Una Iglesia abierta al diálogo
En su encíclica Fratelli Tutti , el papa insistió en la necesidad de construir una Iglesia fraterna y abierta al diálogo con el otro. Esa visión incluyó, aunque de forma lateral, la necesidad de repensar el rol de las mujeres. No propuso un sacerdocio femenino, pero sí habló de ampliar las formas de participación. El sínodo de 2023 fue prueba de ello: por primera vez, mujeres laicas participaron con voz y voto, una muestra de su compromiso con una sinodalidad inclusiva. Pero esa sinodalidad está en juego ahora que la figura que la impulsaba ha desaparecido.
Con la muerte del papa Francisco, la Iglesia vuelve a enfrentar su encrucijada histórica: decidir entre avanzar en la apertura o refugiarse en la rigidez dogmática. La elección del próximo papá será decisiva. Si el Colegio de Cardenales, conformado mayoritariamente por figuras nombradas por Francisco, elige a un sucesor de corte progresista, quizás el impulso femenino se mantenga. Pero si triunfan las fuerzas conservadoras que han criticado abiertamente la “apertura” del pontífice, el riesgo de invisibilizar nuevamente a las mujeres será más que una posibilidad: será una realidad institucional.

Representación de la humanidad
La presencia de mujeres en la vida eclesial no es nueva, pero su acceso a espacios de decisión ha sido históricamente nulo. Francisco entendió que una Iglesia que excluye al 50% de su feligresía no puede aspirar a representar a la humanidad. Por eso impulsó reformas que, aunque parciales, marcaron un punto de inflexión. Pero la muerte del papa Francisco amenaza con congelar ese proceso y devolver a las mujeres al lugar simbólico del servicio sin autoridad, de la devoción sin liderazgo.

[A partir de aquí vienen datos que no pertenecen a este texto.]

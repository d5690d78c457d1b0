//! Log output to stderr or a file.

use std::fs::File;
use std::io;
use std::sync::Mutex;

use tracing_subscriber::EnvFilter;

use crate::parse_args::Verbosity;

/// Install the global subscriber. `RUST_LOG` overrides `verbosity`.
pub fn init(verbosity: Verbosity, log_file: Option<&str>) -> io::Result<()> {
    let level = match verbosity {
        Verbosity::Quiet => "info",
        Verbosity::Verbose => "debug",
        Verbosity::Trace => "trace",
    };
    let filter = EnvFilter::try_from_default_env().unwrap_or_else(|_| EnvFilter::new(level));
    let builder = tracing_subscriber::fmt()
        .with_env_filter(filter)
        .with_target(false);

    let result = match log_file {
        Some(path) => {
            let file = File::create(path)?;
            builder.with_ansi(false).with_writer(Mutex::new(file)).try_init()
        }
        None => builder.with_writer(io::stderr).try_init(),
    };
    result.map_err(|e| io::Error::new(io::ErrorKind::Other, e))
}
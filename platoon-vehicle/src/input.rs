//! Keyboard input.
//!
//! Keys arrive as raw bytes over a channel. On Linux the terminal is in raw
//! mode so each key press is delivered immediately; elsewhere input is line
//! buffered and keys take effect on Enter.

use std::io::{self, Read};
use std::sync::mpsc::{self, Receiver};
use std::thread;

use tracing::debug;

const CTRL_C: u8 = 0x03;

/// Key while the simulation runs
#[derive(Debug, Clone, Copy, PartialEq, Eq)]
pub enum Command {
    Accelerate,
    Decelerate,
    Stop,
    Quit,
}

impl Command {
    pub fn from_key(key: u8) -> Option<Self> {
        match key {
            b'd' | b'D' => Some(Command::Accelerate),
            b'a' | b'A' => Some(Command::Decelerate),
            b's' | b'S' => Some(Command::Stop),
            b'q' | b'Q' | CTRL_C => Some(Command::Quit),
            _ => None,
        }
    }
}

/// Key at the lead's admission prompt
#[derive(Debug, Clone, Copy, PartialEq, Eq)]
pub enum AdmissionKey {
    Extend,
    Close,
    Abort,
}

impl AdmissionKey {
    pub fn from_key(key: u8) -> Option<Self> {
        match key {
            b'c' | b'C' => Some(AdmissionKey::Extend),
            b's' | b'S' => Some(AdmissionKey::Close),
            CTRL_C => Some(AdmissionKey::Abort),
            _ => None,
        }
    }
}

/// Forward every byte of `source` to the returned channel.
///
/// The reader thread is detached: a blocking terminal read cannot be
/// interrupted, so it ends with the process or when the source hits EOF.
pub fn spawn_key_reader<R: Read + Send + 'static>(mut source: R) -> io::Result<Receiver<u8>> {
    let (tx, rx) = mpsc::channel();
    thread::Builder::new()
        .name("keys".to_string())
        .spawn(move || {
            let mut buf = [0u8; 64];
            loop {
                match source.read(&mut buf) {
                    Ok(0) => {
                        debug!("input closed");
                        break;
                    }
                    Ok(n) => {
                        for &key in &buf[..n] {
                            if tx.send(key).is_err() {
                                return;
                            }
                        }
                    }
                    Err(ref e) if e.kind() == io::ErrorKind::Interrupted => {}
                    Err(e) => {
                        debug!("input error: {}", e);
                        break;
                    }
                }
            }
        })?;
    Ok(rx)
}

/// Put the terminal into raw mode if stdin is one.
///
/// The returned guard restores the terminal when dropped.
#[cfg(target_os = "linux")]
pub fn enter_raw_mode() -> io::Result<Option<impl Sized>> {
    use raw_tty::IntoRawMode;
    use std::io::IsTerminal;

    let stdin = io::stdin();
    if !stdin.is_terminal() {
        return Ok(None);
    }
    stdin.into_raw_mode().map(Some)
}

#[cfg(not(target_os = "linux"))]
pub fn enter_raw_mode() -> io::Result<Option<()>> {
    Ok(None)
}
//! Runtime configuration for a vehicle.

use std::time::Duration;

use platoon_protocol::{Backoff, BOOTSTRAP_TIMEOUT, DEFAULT_BROKER_PORT};

use crate::headway::Thresholds;

/// Motion tuning
#[derive(Debug, Clone, Copy, PartialEq)]
pub struct MotionParams {
    pub max_speed: f64,
    /// Automatic speed-up when the gap is too large
    pub accel_step: f64,
    /// Speed-up for a user or relayed accelerate
    pub user_accel_step: f64,
    pub decel_step: f64,
    /// Position gain per tick is `speed * U(0,1) / jitter_divisor`
    pub jitter_divisor: f64,
    pub thresholds: Thresholds,
}

impl Default for MotionParams {
    fn default() -> Self {
        MotionParams {
            max_speed: 1.0,
            accel_step: 0.05,
            user_accel_step: 0.1,
            decel_step: 0.1,
            jitter_divisor: 50_000.0,
            thresholds: Thresholds::default(),
        }
    }
}

/// Loop pacing and deadlines
#[derive(Debug, Clone, Copy, PartialEq)]
pub struct Timing {
    /// Minimum spacing of main loop iterations
    pub tick: Duration,
    pub position_interval: Duration,
    pub report_interval: Duration,
    /// Read deadline on every socket and input poll
    pub poll: Duration,
    /// Give up linking to neighbours after this long
    pub link_timeout: Option<Duration>,
    pub backoff: Backoff,
    /// Deadline on each broker reply during bootstrap
    pub bootstrap_timeout: Duration,
    /// Silence that ends a decimal reply from the broker
    pub token_settle: Duration,
}

impl Default for Timing {
    fn default() -> Self {
        Timing {
            tick: Duration::from_micros(20),
            position_interval: Duration::from_millis(5),
            report_interval: Duration::from_millis(10),
            poll: Duration::from_millis(50),
            link_timeout: None,
            backoff: Backoff::default(),
            bootstrap_timeout: BOOTSTRAP_TIMEOUT,
            token_settle: Duration::from_millis(100),
        }
    }
}

#[derive(Debug, Clone)]
pub struct VehicleConfig {
    pub broker_host: String,
    pub broker_port: u16,
    pub motion: MotionParams,
    pub timing: Timing,
    /// Fixed jitter seed, mostly for tests
    pub seed: Option<u64>,
}

impl VehicleConfig {
    pub fn new(broker_host: impl Into<String>) -> Self {
        VehicleConfig {
            broker_host: broker_host.into(),
            broker_port: DEFAULT_BROKER_PORT,
            motion: MotionParams::default(),
            timing: Timing::default(),
            seed: None,
        }
    }
}
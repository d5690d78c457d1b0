//! A vehicle from registration to shutdown.

use std::sync::mpsc::Receiver;
use std::sync::Arc;

use rand::rngs::StdRng;
use rand::SeedableRng;
use tracing::info;

use crate::bootstrap::{admission_prompt, BrokerSession};
use crate::config::VehicleConfig;
use crate::context::{SharedState, TerminationReason};
use crate::error::AgentError;
use crate::links::establish_links;
use crate::runtime::Runtime;

/// Register with the broker, link to the neighbours and drive until the
/// vehicle terminates. `keys` feeds the admission prompt and then the
/// running commands.
pub fn run(config: &VehicleConfig, keys: Receiver<u8>) -> Result<TerminationReason, AgentError> {
    let mut session = BrokerSession::connect(&config.broker_host, config.broker_port, &config.timing)?;
    let id = session.request_identity()?;
    if id.is_lead() {
        admission_prompt(&mut session, &keys)?;
    }

    let table = session.receive_peer_table(id)?;
    let start = session.request_start_position()?;
    let links = establish_links(&table, id, config.broker_port, &config.timing)?;
    let reporter = session.into_reporter(config.timing.poll)?;
    info!("vehicle {} linked, keys: d faster, a slower, s stop, q quit", id);

    let state = Arc::new(SharedState::new(id, config.motion, start));
    let rng = match config.seed {
        Some(seed) => StdRng::seed_from_u64(seed),
        None => StdRng::from_entropy(),
    };
    Ok(Runtime::new(state, links, config.timing).run(keys, reporter, rng))
}
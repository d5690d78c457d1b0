//! Speed and position of one vehicle.

use crate::config::MotionParams;
use crate::headway::HeadwayResult;

#[derive(Debug, Clone, Copy, PartialEq)]
pub struct MotionState {
    pub position: f64,
    /// Always within `[0, max_speed]`
    pub speed: f64,
    /// Last position sample from the vehicle in front
    pub front_position: Option<f64>,
}

impl MotionState {
    pub fn new(position: f64) -> Self {
        MotionState {
            position,
            speed: 0.0,
            front_position: None,
        }
    }

    pub fn accelerate(&mut self, step: f64, params: &MotionParams) {
        self.speed = (self.speed + step).min(params.max_speed);
    }

    pub fn decelerate(&mut self, step: f64) {
        self.speed = (self.speed - step).max(0.0);
    }

    pub fn stop(&mut self) {
        self.speed = 0.0;
    }

    pub fn headway(&self, params: &MotionParams) -> HeadwayResult {
        params.thresholds.classify(self.position, self.front_position)
    }

    /// Gap to the front vehicle, if known
    pub fn gap(&self) -> Option<f64> {
        self.front_position.map(|front| front - self.position)
    }

    /// Integrate one tick. `jitter` is a sample of U(0,1).
    pub fn advance(&mut self, jitter: f64, params: &MotionParams) {
        let gain = self.speed * jitter.clamp(0.0, 1.0) / params.jitter_divisor;
        self.position += gain;
    }

    /// One main loop iteration: judge the gap, correct speed, then move.
    ///
    /// On a crash nothing moves and the caller is expected to terminate.
    pub fn step(&mut self, jitter: f64, params: &MotionParams) -> HeadwayResult {
        let headway = self.headway(params);
        match headway {
            HeadwayResult::Crash => return headway,
            HeadwayResult::TooFar => self.accelerate(params.accel_step, params),
            HeadwayResult::TooClose => self.decelerate(params.decel_step),
            HeadwayResult::Nominal => {}
        }
        self.advance(jitter, params);
        headway
    }
}

#[cfg(test)]
mod tests {
    use super::*;
    use proptest::prelude::*;

    #[test]
    fn test_speed_bounds() {
        let params = MotionParams::default();
        let mut state = MotionState::new(0.0);
        state.decelerate(0.1);
        assert_eq!(state.speed, 0.0);
        for _ in 0..20 {
            state.accelerate(0.1, &params);
        }
        assert_eq!(state.speed, params.max_speed);
        state.stop();
        assert_eq!(state.speed, 0.0);
    }

    #[test]
    fn test_step_corrects_speed() {
        let params = MotionParams::default();
        let mut state = MotionState {
            position: 0.0,
            speed: 0.5,
            front_position: Some(200.0),
        };
        assert_eq!(state.step(0.0, &params), HeadwayResult::TooFar);
        assert!((state.speed - 0.55).abs() < 1e-12);

        state.front_position = Some(120.0);
        assert_eq!(state.step(0.0, &params), HeadwayResult::TooClose);
        assert!((state.speed - 0.45).abs() < 1e-12);
    }

    #[test]
    fn test_step_crash_holds_position() {
        let params = MotionParams::default();
        let mut state = MotionState {
            position: 250.0,
            speed: 0.8,
            front_position: Some(300.0),
        };
        assert_eq!(state.step(1.0, &params), HeadwayResult::Crash);
        assert_eq!(state.position, 250.0);
    }

    #[test]
    fn test_advance_uses_jitter() {
        let params = MotionParams::default();
        let mut state = MotionState::new(10.0);
        state.speed = 1.0;
        state.advance(0.5, &params);
        assert!((state.position - (10.0 + 0.5 / 50_000.0)).abs() < 1e-12);
    }

    #[derive(Debug, Clone)]
    enum Op {
        Accelerate,
        UserAccelerate,
        Decelerate,
        Stop,
        Step(f64, Option<f64>),
    }

    fn op() -> impl Strategy<Value = Op> {
        prop_oneof![
            Just(Op::Accelerate),
            Just(Op::UserAccelerate),
            Just(Op::Decelerate),
            Just(Op::Stop),
            (0.0f64..1.0, proptest::option::of(-500.0f64..500.0))
                .prop_map(|(jitter, gap)| Op::Step(jitter, gap)),
        ]
    }

    proptest! {
        #[test]
        fn speed_stays_in_bounds(max_speed in 0.1f64..5.0, ops in proptest::collection::vec(op(), 0..200)) {
            let params = MotionParams { max_speed, ..MotionParams::default() };
            let mut state = MotionState::new(0.0);
            for op in ops {
                let before = state.position;
                match op {
                    Op::Accelerate => state.accelerate(params.accel_step, &params),
                    Op::UserAccelerate => state.accelerate(params.user_accel_step, &params),
                    Op::Decelerate => state.decelerate(params.decel_step),
                    Op::Stop => state.stop(),
                    Op::Step(jitter, gap) => {
                        state.front_position = gap.map(|g| state.position + g);
                        state.step(jitter, &params);
                    }
                }
                prop_assert!(state.speed >= 0.0);
                prop_assert!(state.speed <= max_speed);
                prop_assert!(state.position >= before);
            }
        }
    }
}
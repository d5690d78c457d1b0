mod logger;
mod parse_args;

use parse_args::parse_args;

fn main() {
    let args = match parse_args() {
        Ok(a) => a,
        Err(e) => {
            eprintln!("Error parsing arguments: {}", e);
            std::process::exit(1);
        }
    };

    if let Err(e) = logger::init(args.verbosity, args.log_file.as_deref()) {
        eprintln!("Failed to set up logging: {}", e);
        std::process::exit(1);
    }
    if let Some(path) = &args.log_file {
        eprintln!("Logging to: {}", path);
    }

    match platoon_broker::run(&args.to_config()) {
        Ok(latest) => {
            eprintln!("Simulation over, {} vehicle(s) reported", latest.len());
        }
        Err(e) => {
            eprintln!("Broker error: {}", e);
            std::process::exit(1);
        }
    }
}
//! State shared by every activity of a running vehicle.

use std::fmt;
use std::sync::atomic::{AtomicBool, Ordering};
use std::sync::{Mutex, MutexGuard, OnceLock};

use platoon_protocol::VehicleId;

use crate::config::MotionParams;
use crate::motion::MotionState;

/// Which neighbour a link leads to
#[derive(Debug, Clone, Copy, PartialEq, Eq)]
pub enum Direction {
    /// The predecessor, one ID lower
    Front,
    /// The successor, one ID higher
    Back,
}

impl Direction {
    pub fn opposite(self) -> Direction {
        match self {
            Direction::Front => Direction::Back,
            Direction::Back => Direction::Front,
        }
    }
}

impl fmt::Display for Direction {
    fn fmt(&self, f: &mut fmt::Formatter<'_>) -> fmt::Result {
        match self {
            Direction::Front => write!(f, "front"),
            Direction::Back => write!(f, "back"),
        }
    }
}

/// Why a vehicle stopped running
#[derive(Debug, Clone, Copy, PartialEq)]
pub enum TerminationReason {
    UserQuit,
    PeerQuit(Direction),
    LinkLost(Direction),
    BrokerLost,
    Crash { headway: f64 },
}

impl TerminationReason {
    pub fn exit_code(&self) -> i32 {
        match self {
            TerminationReason::UserQuit | TerminationReason::PeerQuit(_) => 0,
            TerminationReason::Crash { .. } => 3,
            TerminationReason::LinkLost(_) | TerminationReason::BrokerLost => 4,
        }
    }
}

impl fmt::Display for TerminationReason {
    fn fmt(&self, f: &mut fmt::Formatter<'_>) -> fmt::Result {
        match self {
            TerminationReason::UserQuit => write!(f, "quit"),
            TerminationReason::PeerQuit(side) => write!(f, "quit received from {}", side),
            TerminationReason::LinkLost(side) => write!(f, "{} link lost", side),
            TerminationReason::BrokerLost => write!(f, "broker connection lost"),
            TerminationReason::Crash { headway } => write!(f, "CAR CRASH (headway {:.2})", headway),
        }
    }
}

/// Write-once termination flag. The first trigger wins.
#[derive(Debug, Default)]
pub struct TerminationFlag {
    set: AtomicBool,
    reason: OnceLock<TerminationReason>,
}

impl TerminationFlag {
    pub fn new() -> Self {
        Self::default()
    }

    /// Returns `true` if this call set the flag.
    pub fn trigger(&self, reason: TerminationReason) -> bool {
        let first = self.reason.set(reason).is_ok();
        self.set.store(true, Ordering::SeqCst);
        first
    }

    pub fn is_set(&self) -> bool {
        self.set.load(Ordering::SeqCst)
    }

    pub fn reason(&self) -> Option<TerminationReason> {
        self.reason.get().copied()
    }
}

/// Everything the loops of one vehicle share, behind an `Arc`
#[derive(Debug)]
pub struct SharedState {
    pub id: VehicleId,
    pub params: MotionParams,
    motion: Mutex<MotionState>,
    pub termination: TerminationFlag,
}

impl SharedState {
    pub fn new(id: VehicleId, params: MotionParams, start_position: f64) -> Self {
        SharedState {
            id,
            params,
            motion: Mutex::new(MotionState::new(start_position)),
            termination: TerminationFlag::new(),
        }
    }

    /// Lock the motion state. A poisoned lock still holds valid scalars.
    pub fn motion(&self) -> MutexGuard<'_, MotionState> {
        self.motion.lock().unwrap_or_else(|poisoned| poisoned.into_inner())
    }

    /// Copy of the motion state
    pub fn snapshot(&self) -> MotionState {
        *self.motion()
    }

    pub fn is_terminated(&self) -> bool {
        self.termination.is_set()
    }

    pub fn terminate(&self, reason: TerminationReason) -> bool {
        self.termination.trigger(reason)
    }
}
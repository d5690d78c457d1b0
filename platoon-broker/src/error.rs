use std::io;

use thiserror::Error;

/// Fatal broker failure
#[derive(Debug, Error)]
pub enum AdmissionError {
    #[error("cannot listen on {addr}: {source}")]
    Bind {
        addr: String,
        #[source]
        source: io::Error,
    },
    #[error("lead vehicle disconnected during admission")]
    LeadDisconnected,
    #[error("lead vehicle connection failed: {0}")]
    Lead(#[source] io::Error),
    #[error("cannot start lane collector: {0}")]
    Spawn(#[source] io::Error),
}

/// A single registration that did not complete. The ID it would have taken
/// goes to the next registration.
#[derive(Debug, Error)]
pub enum RegistrationError {
    #[error("accept failed: {0}")]
    Accept(#[source] io::Error),
    #[error("expected admission marker, got {0:?}")]
    Marker(Option<u8>),
    #[error("connection failed: {0}")]
    Io(#[from] io::Error),
}
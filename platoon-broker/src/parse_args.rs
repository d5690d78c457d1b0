use platoon_broker::BrokerConfig;
use platoon_protocol::DEFAULT_BROKER_PORT;

const HELP: &str = "\
Platoon broker - identity and topology broker for platoon vehicles

Assigns vehicle IDs, broadcasts the peer table once the lead vehicle closes
admission, seeds start positions and collects position reports.

USAGE:
  platoon-broker [OPTIONS]

OPTIONS:
  -h, --help            Prints help information
  --host <addr>         Address to listen on (default: 0.0.0.0)
  --port <port>         Well-known port (default: 6789)
  -v, --verbose         Show connection and protocol events
  -vv, --trace          Show every report
  --log <file>          Write log output to file instead of stderr
";

/// Verbosity level for log output
#[derive(Debug, Clone, Copy, PartialEq, Eq, PartialOrd, Ord)]
pub enum Verbosity {
    /// Admission and snapshots
    Quiet = 0,
    /// Connection events
    Verbose = 1,
    /// Every report
    Trace = 2,
}

impl Default for Verbosity {
    fn default() -> Self {
        Verbosity::Quiet
    }
}

#[derive(Debug)]
pub struct AppArgs {
    pub host: String,
    pub port: u16,
    pub verbosity: Verbosity,
    pub log_file: Option<String>,
}

impl AppArgs {
    pub fn to_config(&self) -> BrokerConfig {
        BrokerConfig {
            host: self.host.clone(),
            port: self.port,
            ..BrokerConfig::default()
        }
    }
}

pub fn parse_args() -> Result<AppArgs, pico_args::Error> {
    let mut pargs = pico_args::Arguments::from_env();

    if pargs.contains(["-h", "--help"]) {
        print!("{}", HELP);
        std::process::exit(0);
    }

    let verbosity = if pargs.contains("--trace") || pargs.contains("-vv") {
        Verbosity::Trace
    } else if pargs.contains(["-v", "--verbose"]) {
        Verbosity::Verbose
    } else {
        Verbosity::Quiet
    };

    let args = AppArgs {
        host: pargs
            .opt_value_from_str("--host")?
            .unwrap_or_else(|| "0.0.0.0".to_string()),
        port: pargs
            .opt_value_from_str("--port")?
            .unwrap_or(DEFAULT_BROKER_PORT),
        verbosity,
        log_file: pargs.opt_value_from_str("--log")?,
    };

    let remaining = pargs.finish();
    if !remaining.is_empty() {
        eprintln!("Warning: unused arguments left: {:?}.", remaining);
    }

    Ok(args)
}
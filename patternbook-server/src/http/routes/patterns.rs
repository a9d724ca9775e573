//! Pattern endpoints

use std::sync::Arc;

use axum::{
    extract::{Path, State},
    routing::{get, put},
    Json, Router,
};
use serde::Serialize;

use patternbook_core::models::{NewPattern, PatternUpdate};

use crate::db::repos::{PatternRecord, PatternRepo};
use crate::http::error::ApiError;
use crate::http::extractors::ValidJson;
use crate::http::server::AppState;

/// Mutation confirmation envelope
#[derive(Serialize)]
pub struct PatternMutation {
    pub message: String,
    pub amigurumi_id: i64,
}

/// GET /foundation_list - all patterns in insertion order
async fn list_patterns(
    State(state): State<Arc<AppState>>,
) -> Result<Json<Vec<PatternRecord>>, ApiError> {
    let patterns = PatternRepo::new(&state.pool).list().await?;
    Ok(Json(patterns))
}

/// POST /foundation_list - register a new pattern
async fn create_pattern(
    State(state): State<Arc<AppState>>,
    ValidJson(body): ValidJson<NewPattern>,
) -> Result<Json<PatternMutation>, ApiError> {
    body.validate()?;
    let record = PatternRepo::new(&state.pool).create(body).await?;

    Ok(Json(PatternMutation {
        message: format!("Amigurumi {} added successfully!", record.name),
        amigurumi_id: record.amigurumi_id,
    }))
}

/// PUT /foundation_list/{amigurumi_id} - partial update
async fn update_pattern(
    State(state): State<Arc<AppState>>,
    Path(amigurumi_id): Path<i64>,
    ValidJson(body): ValidJson<PatternUpdate>,
) -> Result<Json<PatternMutation>, ApiError> {
    body.validate()?;
    let record = PatternRepo::new(&state.pool)
        .update(amigurumi_id, body)
        .await?;

    Ok(Json(PatternMutation {
        message: format!("Amigurumi {} updated successfully!", record.name),
        amigurumi_id: record.amigurumi_id,
    }))
}

/// DELETE /foundation_list/{amigurumi_id} - remove a pattern and, through
/// the cascade, everything that belongs to it
async fn delete_pattern(
    State(state): State<Arc<AppState>>,
    Path(amigurumi_id): Path<i64>,
) -> Result<Json<PatternMutation>, ApiError> {
    let record = PatternRepo::new(&state.pool).delete(amigurumi_id).await?;

    Ok(Json(PatternMutation {
        message: format!("Amigurumi {} removed successfully!", record.name),
        amigurumi_id: record.amigurumi_id,
    }))
}

/// Pattern routes
pub fn router() -> Router<Arc<AppState>> {
    Router::new()
        .route("/foundation_list", get(list_patterns).post(create_pattern))
        .route(
            "/foundation_list/{amigurumi_id}",
            put(update_pattern).delete(delete_pattern),
        )
}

Durante su pontificado, el papa argentino no solo promovió una cultura de la misericordia, sino que también fue un hábil gestor del poder interno. Supo disciplinar a sus críticos y avanzar, paso a paso, hacia una Iglesia menos eurocéntrica y menos clerical. Las mujeres, especialmente las religiosas que llevan décadas trabajando en las periferias, encontraron en él una figura que, al menos, las escuchaba. Hoy, tras su partida, no está claro quién ocupará ese espacio de escucha y validación.
Feminismo católico
La muerte del papa Francisco plantea también un reto para el feminismo católico, una corriente que ha ganado fuerza en los últimos años, sobre todo en América Latina y Europa. ¿Será capaz este movimiento de sostener sus demandas sin el apoyo papal? ¿Podrá institucionalizar sus logros y blindarlos frente a un eventual retroceso doctrinal? La historia reciente del catolicismo enseña que ningún avance está asegurado, y que los vientos del Vaticano pueden girar con rapidez, barriendo con lo que parecía establecido.
Sin duda, el legado de Francisco será debatido durante décadas. Pero más allá de sus decisiones pastorales o diplomáticas, su verdadero impacto se medirá en la continuidad —o desaparición— de los cambios que promovió. Las mujeres que hoy ocupan cargos en el Vaticano son testimonio viviente de su voluntad de apertura. No obstante, su permanencia en esos puestos dependerá de la presión de fuerzas que se reconfigurará tras el cónclave.
La muerte del papa Francisco puede convertirse en un punto de inflexión o en un punto final. Todo dependerá de si la Iglesia está dispuesta a entender que el poder femenino no es una concesión moderna, sino una deuda histórica. Porque una Iglesia sin mujeres en sus espacios de decisión no solo es injusta: es incompleta.